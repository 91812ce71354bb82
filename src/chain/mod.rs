//! Transaction broadcast
//!
//! The custody core only needs one capability from the chain: take a signed
//! transaction, broadcast it, and wait for confirmation. [`RpcBroadcaster`]
//! does this against a Solana JSON-RPC endpoint.

mod rpc;

use async_trait::async_trait;
use ed25519_dalek::Signature;

use crate::types::CustodyError;

pub use rpc::RpcBroadcaster;

/// Errors from broadcasting a signed transaction.
#[derive(Debug, thiserror::Error)]
pub enum BroadcastError {
    #[error("transaction rejected: {0}")]
    Rejected(String),

    #[error("RPC transport error: {0}")]
    Transport(String),

    #[error("transaction {0} not confirmed in time")]
    ConfirmationTimeout(String),
}

impl From<BroadcastError> for CustodyError {
    fn from(err: BroadcastError) -> Self {
        match err {
            BroadcastError::ConfirmationTimeout(_) => Self::ConfirmationTimeout(err.to_string()),
            other => Self::Broadcast(other.to_string()),
        }
    }
}

/// Broadcast-and-confirm capability of a blockchain client.
#[async_trait]
pub trait TransactionBroadcaster: Send + Sync {
    /// Submit a fully signed transaction and wait until it is confirmed.
    ///
    /// Returns the confirmation identifier (the transaction signature).
    async fn broadcast_and_confirm(&self, signed_tx: &[u8]) -> Result<String, BroadcastError>;
}

/// Wire form of a single-signer Solana transaction:
/// compact-u16 signature count (1), the signature, then the message.
pub fn assemble_transaction(signature: &Signature, message: &[u8]) -> Vec<u8> {
    let mut wire = Vec::with_capacity(1 + Signature::BYTE_SIZE + message.len());
    wire.push(1);
    wire.extend_from_slice(&signature.to_bytes());
    wire.extend_from_slice(message);
    wire
}
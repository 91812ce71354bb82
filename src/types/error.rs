//! Error types for keyshard
//!
//! Component errors (`CipherError`, `SplitError`, `StoreError`) stay local to
//! their modules. Everything surfaced to callers is a `CustodyError`, which
//! carries a class so callers can decide retryability without knowing which
//! component failed.

use std::fmt;

use serde::{Deserialize, Serialize};

use crate::custodial_keys::{CipherError, SplitError};
use crate::stores::StoreError;

/// One of the two independent share stores.
#[derive(Debug, Clone, Copy, PartialEq, Eq, Hash, Serialize, Deserialize)]
pub enum StoreId {
    #[serde(rename = "store-a")]
    A,
    #[serde(rename = "store-b")]
    B,
}

impl StoreId {
    pub fn as_str(&self) -> &'static str {
        match self {
            Self::A => "store-a",
            Self::B => "store-b",
        }
    }
}

impl fmt::Display for StoreId {
    fn fmt(&self, f: &mut fmt::Formatter<'_>) -> fmt::Result {
        f.write_str(self.as_str())
    }
}

/// Why a store could not contribute its shares.
#[derive(Debug, Clone, PartialEq, Eq)]
pub enum UnavailableReason {
    /// Network failure or timeout. Worth retrying after backoff.
    Unreachable,
    /// The store has nothing for this user.
    NotFound,
    /// The store answered with fewer shares than the custody record lists.
    ShortRead { expected: usize, got: usize },
}

impl fmt::Display for UnavailableReason {
    fn fmt(&self, f: &mut fmt::Formatter<'_>) -> fmt::Result {
        match self {
            Self::Unreachable => f.write_str("unreachable"),
            Self::NotFound => f.write_str("record not found"),
            Self::ShortRead { expected, got } => {
                write!(f, "returned {got} of {expected} shares")
            }
        }
    }
}

/// A store implicated in a `ShareUnavailable` failure.
#[derive(Debug, Clone, PartialEq, Eq)]
pub struct UnavailableStore {
    pub store: StoreId,
    pub reason: UnavailableReason,
}

impl fmt::Display for UnavailableStore {
    fn fmt(&self, f: &mut fmt::Formatter<'_>) -> fmt::Result {
        write!(f, "{} ({})", self.store, self.reason)
    }
}

fn describe_stores(stores: &[UnavailableStore]) -> String {
    stores
        .iter()
        .map(ToString::to_string)
        .collect::<Vec<_>>()
        .join(", ")
}

/// Coarse failure category used for retry decisions.
#[derive(Debug, Clone, Copy, PartialEq, Eq)]
pub enum ErrorClass {
    /// Bad (N, T) or settings. Never retried.
    Configuration,
    /// A store or the chain could not be reached.
    Availability,
    /// Corrupted storage or tampering. Surface to an operator.
    Integrity,
    /// Idempotency and state conflicts.
    Conflict,
}

/// Main error type for custody operations.
///
/// Messages name the failure kind and the stores involved, never share or
/// key contents.
#[derive(Debug, thiserror::Error)]
pub enum CustodyError {
    #[error("Invalid threshold: {threshold} of {total} (need 2 <= T <= N <= 255)")]
    InvalidThreshold { total: usize, threshold: usize },

    #[error("Unsafe threshold: {0}")]
    UnsafeThreshold(String),

    #[error("Insufficient shares: need {required}, have {available}")]
    InsufficientShares { required: usize, available: usize },

    #[error("Shares unavailable from {}", describe_stores(.0))]
    ShareUnavailable(Vec<UnavailableStore>),

    #[error("Decryption error: {0}")]
    Decryption(String),

    #[error("Reconstruction mismatch: {0}")]
    ReconstructionMismatch(String),

    #[error("Provisioning error: {0}")]
    Provisioning(String),

    #[error("Already provisioned: {0}")]
    AlreadyProvisioned(String),

    #[error("Not found: {0}")]
    NotFound(String),

    #[error("Broadcast error: {0}")]
    Broadcast(String),

    #[error("Confirmation timeout: {0}")]
    ConfirmationTimeout(String),

    #[error("Configuration error: {0}")]
    Config(String),

    #[error("Invalid input: {0}")]
    InvalidInput(String),

    #[error("Storage error: {0}")]
    Storage(String),
}

impl CustodyError {
    /// Failure category for this error.
    pub fn class(&self) -> ErrorClass {
        match self {
            Self::InvalidThreshold { .. }
            | Self::UnsafeThreshold(_)
            | Self::Config(_)
            | Self::InvalidInput(_) => ErrorClass::Configuration,
            Self::InsufficientShares { .. }
            | Self::ShareUnavailable(_)
            | Self::Storage(_)
            | Self::Broadcast(_)
            | Self::ConfirmationTimeout(_) => ErrorClass::Availability,
            Self::Decryption(_) | Self::ReconstructionMismatch(_) => ErrorClass::Integrity,
            Self::Provisioning(_) | Self::AlreadyProvisioned(_) | Self::NotFound(_) => {
                ErrorClass::Conflict
            }
        }
    }

    /// Whether the same request may succeed if retried later.
    ///
    /// A confirmation timeout is not retriable here: the transaction may
    /// already be on chain and resending it is the caller's call.
    pub fn is_retriable(&self) -> bool {
        match self {
            Self::ShareUnavailable(stores) => stores
                .iter()
                .any(|s| s.reason != UnavailableReason::NotFound),
            Self::ConfirmationTimeout(_) => false,
            Self::Provisioning(_) => true,
            other => other.class() == ErrorClass::Availability,
        }
    }
}

impl From<SplitError> for CustodyError {
    fn from(err: SplitError) -> Self {
        match err {
            SplitError::InvalidThreshold { total, threshold } => {
                Self::InvalidThreshold { total, threshold }
            }
            SplitError::InsufficientShares { required, provided } => Self::InsufficientShares {
                required,
                available: provided,
            },
            SplitError::Mismatch(msg) => Self::ReconstructionMismatch(msg),
        }
    }
}

impl From<CipherError> for CustodyError {
    fn from(err: CipherError) -> Self {
        match err {
            CipherError::Encryption => Self::Provisioning("share encryption failed".into()),
            other => Self::Decryption(other.to_string()),
        }
    }
}

impl From<StoreError> for CustodyError {
    fn from(err: StoreError) -> Self {
        Self::Storage(err.to_string())
    }
}

/// Result type alias for custody operations
pub type Result<T> = std::result::Result<T, CustodyError>;
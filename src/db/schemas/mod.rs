//! Database schemas for keyshard
//!
//! One collection of encrypted shares per store, plus the custody records
//! kept alongside store A.

mod custody_record;
mod metadata;
mod share;

pub use custody_record::{CustodyRecordDoc, CUSTODY_RECORD_COLLECTION};
pub use metadata::Metadata;
pub use share::{KeyShareDoc, KEY_SHARE_COLLECTION};
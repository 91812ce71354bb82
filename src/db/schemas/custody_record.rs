//! Custody record document schema
//!
//! Maps a user to their public key and the location of each share.
//! Written once at provisioning; holds no secret material.

use bson::{doc, oid::ObjectId, DateTime, Document};
use mongodb::options::IndexOptions;
use serde::{Deserialize, Serialize};

use crate::custodial_keys::{CustodyRecord, ShareLocation};
use crate::db::mongo::{IntoIndexes, MutMetadata};
use crate::db::schemas::Metadata;
use crate::stores::StoreError;
use crate::types::StoreId;

/// Collection name for custody records
pub const CUSTODY_RECORD_COLLECTION: &str = "custody_records";

/// Location of one share within a custody record document
#[derive(Serialize, Deserialize, Clone, Debug)]
pub struct ShareLocationDoc {
    pub store: StoreId,
    pub slot: i32,
}

/// Custody record document stored in MongoDB
#[derive(Serialize, Deserialize, Clone, Debug, Default)]
pub struct CustodyRecordDoc {
    /// MongoDB document ID
    #[serde(skip_serializing_if = "Option::is_none")]
    pub _id: Option<ObjectId>,

    /// Common metadata
    #[serde(default)]
    pub metadata: Metadata,

    /// Account identifier (unique)
    pub user_id: String,

    /// Base58 Ed25519 public key
    pub public_key: String,

    /// Shares the key was split into (N)
    pub total_shares: i32,

    /// Shares needed to rebuild (T)
    pub threshold: i32,

    /// Where each share lives
    #[serde(default)]
    pub locations: Vec<ShareLocationDoc>,

    /// When the account was provisioned
    #[serde(skip_serializing_if = "Option::is_none")]
    pub provisioned_at: Option<DateTime>,
}

impl From<&CustodyRecord> for CustodyRecordDoc {
    fn from(record: &CustodyRecord) -> Self {
        Self {
            _id: None,
            metadata: Metadata::new(),
            user_id: record.user_id.clone(),
            public_key: record.public_key.clone(),
            total_shares: record.total_shares as i32,
            threshold: record.threshold as i32,
            locations: record
                .locations
                .iter()
                .map(|l| ShareLocationDoc {
                    store: l.store,
                    slot: i32::from(l.slot),
                })
                .collect(),
            provisioned_at: Some(DateTime::from_chrono(record.created_at)),
        }
    }
}

impl TryFrom<CustodyRecordDoc> for CustodyRecord {
    type Error = StoreError;

    fn try_from(doc: CustodyRecordDoc) -> Result<Self, Self::Error> {
        let invalid = |field: &str| {
            StoreError::Backend(format!(
                "custody record for {} has invalid {}",
                doc.user_id, field
            ))
        };

        let total_shares = usize::try_from(doc.total_shares).map_err(|_| invalid("total_shares"))?;
        let threshold = usize::try_from(doc.threshold).map_err(|_| invalid("threshold"))?;
        let locations = doc
            .locations
            .iter()
            .map(|l| {
                u8::try_from(l.slot)
                    .map(|slot| ShareLocation {
                        store: l.store,
                        slot,
                    })
                    .map_err(|_| invalid("slot"))
            })
            .collect::<Result<Vec<_>, _>>()?;

        let created_at = doc
            .provisioned_at
            .or(doc.metadata.created_at)
            .ok_or_else(|| invalid("provisioned_at"))?
            .to_chrono();

        Ok(CustodyRecord {
            user_id: doc.user_id,
            public_key: doc.public_key,
            total_shares,
            threshold,
            locations,
            created_at,
        })
    }
}

impl IntoIndexes for CustodyRecordDoc {
    fn into_indices() -> Vec<(Document, Option<IndexOptions>)> {
        vec![
            // One record per user; makes provisioning create-once
            (
                doc! { "user_id": 1 },
                Some(
                    IndexOptions::builder()
                        .unique(true)
                        .name("user_id_unique".to_string())
                        .build(),
                ),
            ),
        ]
    }
}

impl MutMetadata for CustodyRecordDoc {
    fn mut_metadata(&mut self) -> &mut Metadata {
        &mut self.metadata
    }
}
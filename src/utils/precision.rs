// src/utils/precision.rs
use rust_decimal::Decimal;

/// Rounds a price to the nearest multiple of `tick_size`.
/// Example: price=100.16, tick=0.1 -> 100.2
pub fn quantize_price(price: Decimal, tick_size: Decimal) -> Decimal {
    if tick_size.is_zero() {
        return price;
    }
    (price / tick_size).round() * tick_size
}

/// Rounds a quantity DOWN to the nearest multiple of `step_size`.
/// Example: amount=10.999, step=1.0 -> 10.0
pub fn quantize_quantity(amount: Decimal, step_size: Decimal) -> Decimal {
    if step_size.is_zero() {
        return amount;
    }
    (amount / step_size).floor() * step_size
}

#[cfg(test)]
mod tests {
    use super::*;
    use std::str::FromStr;

    fn dec(s: &str) -> Decimal {
        Decimal::from_str(s).unwrap()
    }

    #[test]
    fn price_rounds_to_nearest_tick() {
        assert_eq!(quantize_price(dec("100.16"), dec("0.1")), dec("100.2"));
        assert_eq!(quantize_price(dec("100.14"), dec("0.1")), dec("100.1"));
        assert_eq!(quantize_price(dec("100.16"), Decimal::ZERO), dec("100.16"));
    }

    #[test]
    fn quantity_floors_to_step() {
        assert_eq!(quantize_quantity(dec("10.999"), dec("1.0")), dec("10.0"));
        assert_eq!(quantize_quantity(dec("0.00057"), dec("0.0001")), dec("0.0005"));
        assert_eq!(quantize_quantity(dec("5"), Decimal::ZERO), dec("5"));
    }
}
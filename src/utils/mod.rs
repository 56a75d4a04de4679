pub mod logging;
pub mod precision;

******

**Work item**.
Give back exactly what runs from the first line of the listing above to the line that contains "a signed transaction.", keeping both end lines.

**Worked solution**.
repository 91812ce71354bb82
filename src/chain/mod.rs
//! Transaction broadcast
//!
//! The custody core only needs one capability from the chain: take a signed
//! transaction, broadcast it, and wait for confirmation. [`RpcBroadcaster`]
//! does this against a Solana JSON-RPC endpoint.

mod rpc;

use async_trait::async_trait;
use ed25519_dalek::Signature;

use crate::types::CustodyError;

pub use rpc::RpcBroadcaster;

/// Errors from broadcasting a signed transaction.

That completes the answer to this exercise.